For the last four nights, I’ve had vivid dreams… and remembered them, which I rarely do. Maybe it’s because I wrote a piece based on a recurrent dream — well, nightmare — I had as a child. The whole Freudian listen-to-your-dreams thing has always struck me as a little goofy, but let’s have a little fun. Play along with me, won’t you?
- Night # 1 – The tale of the tumbledown house: I am doing a walk through of a house in terrible condition with a realtor and my husband (always the value real estate shopper). The location alone makes it a potential good investment (in Minnesota?) , but the place was built strangely and has lots of negatives: probable mold, harlequin red and green stained glass windows that make the interior strangely dark, and flooring in such poor condition that my stiletto heel (me in stilettos?) pokes through the subflooring spearing a chunk of pink insulation. I am in an increasing state of disbelief and finally say it’s too much of a mess. We walk away.

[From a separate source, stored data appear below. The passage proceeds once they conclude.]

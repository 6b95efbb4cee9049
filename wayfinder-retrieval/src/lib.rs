pub mod chunked;
pub mod contiguous;

pub use chunked::ChunkedDataRetrieval;
pub use contiguous::ContiguousDataRetrieval;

- Night #2 – Three dreams in which I arrive late, two in classrooms where poetry is being taught: In the first, a nonprofit board meeting, I am late and frustrated because I can’t get through the line to get in and then I don’t have a seat; in the second, I am late (again) and can’t understand the pattern of the list that the female teacher, a poet, is writing on the board; and in the third, I come in as class is wrapping up and seek out the teacher, a poet, after class to talk to him about the semester assignment to write 320 pages. I tell him I’m a Bennington writing student and he says, “You guys are the worst.” When I asked why, he said that we can write but we can never figure out how to pull the packet together. I tell him I’ve lived a little, that I want to explore The Word. He smiles and says I’ll do fine. I am relieved.
- Night #3 – Rainy season: The house on stilts where I am living with two children is safely above water level as the rainy season begins, but as I watch the waters rise slowly, I worry the road will flood and become pestilential. I am ticked at the base housing manager who is supposed to address the road drainage problem.
- Night #4 – A busy night of dreams: In the first, I recover in the hospital from a cracked spine injury and get out of bed to go to the cafeteria after the nurse tells me they ran out of food on the unit; then, after a vacation at a resort, I end up driving the bus with my fellow tourists down a narrow levee and then successfully (and confidently) back it down a switchback; finally, I go for a run alone along a drainage ditch in Davis.
Hmmm. Houses. Classrooms. Teachers. Late. Flooding. Driving. Running. There’s a story, isn’t there? At least one.
Turning to the wisdom of the Internet, here is one possible interpretation:
I am leaving behind my old attitudes (run down house) and expanding my knowledge (classroom), better late than never (late) and ready to learn (teacher). The good news is that my worries will soon be swept away (gentle flooding), I am healing (hospital) from some weakness (broken bone), have accepted the challenge before me (driving), have faith in myself (water), and am determined and motivated in the face of my goals (running alone).
Here is another:
I need to update my thinking (run down house) and I am learning an important life lesson (classroom). I am ambivalent about a new opportunity (late) and I have childhood anxieties that have never been resolved (school) and am looking for approval (teacher). I need to release some sexual desires (flooding) but am afraid of losing control (hospital) and there is a weakness in my plans (broken bone) plus I am facing setbacks (driving backwards). And finally I need to make a decision (running) and stop wallowing in my negative emotions (muddy drainage ditch).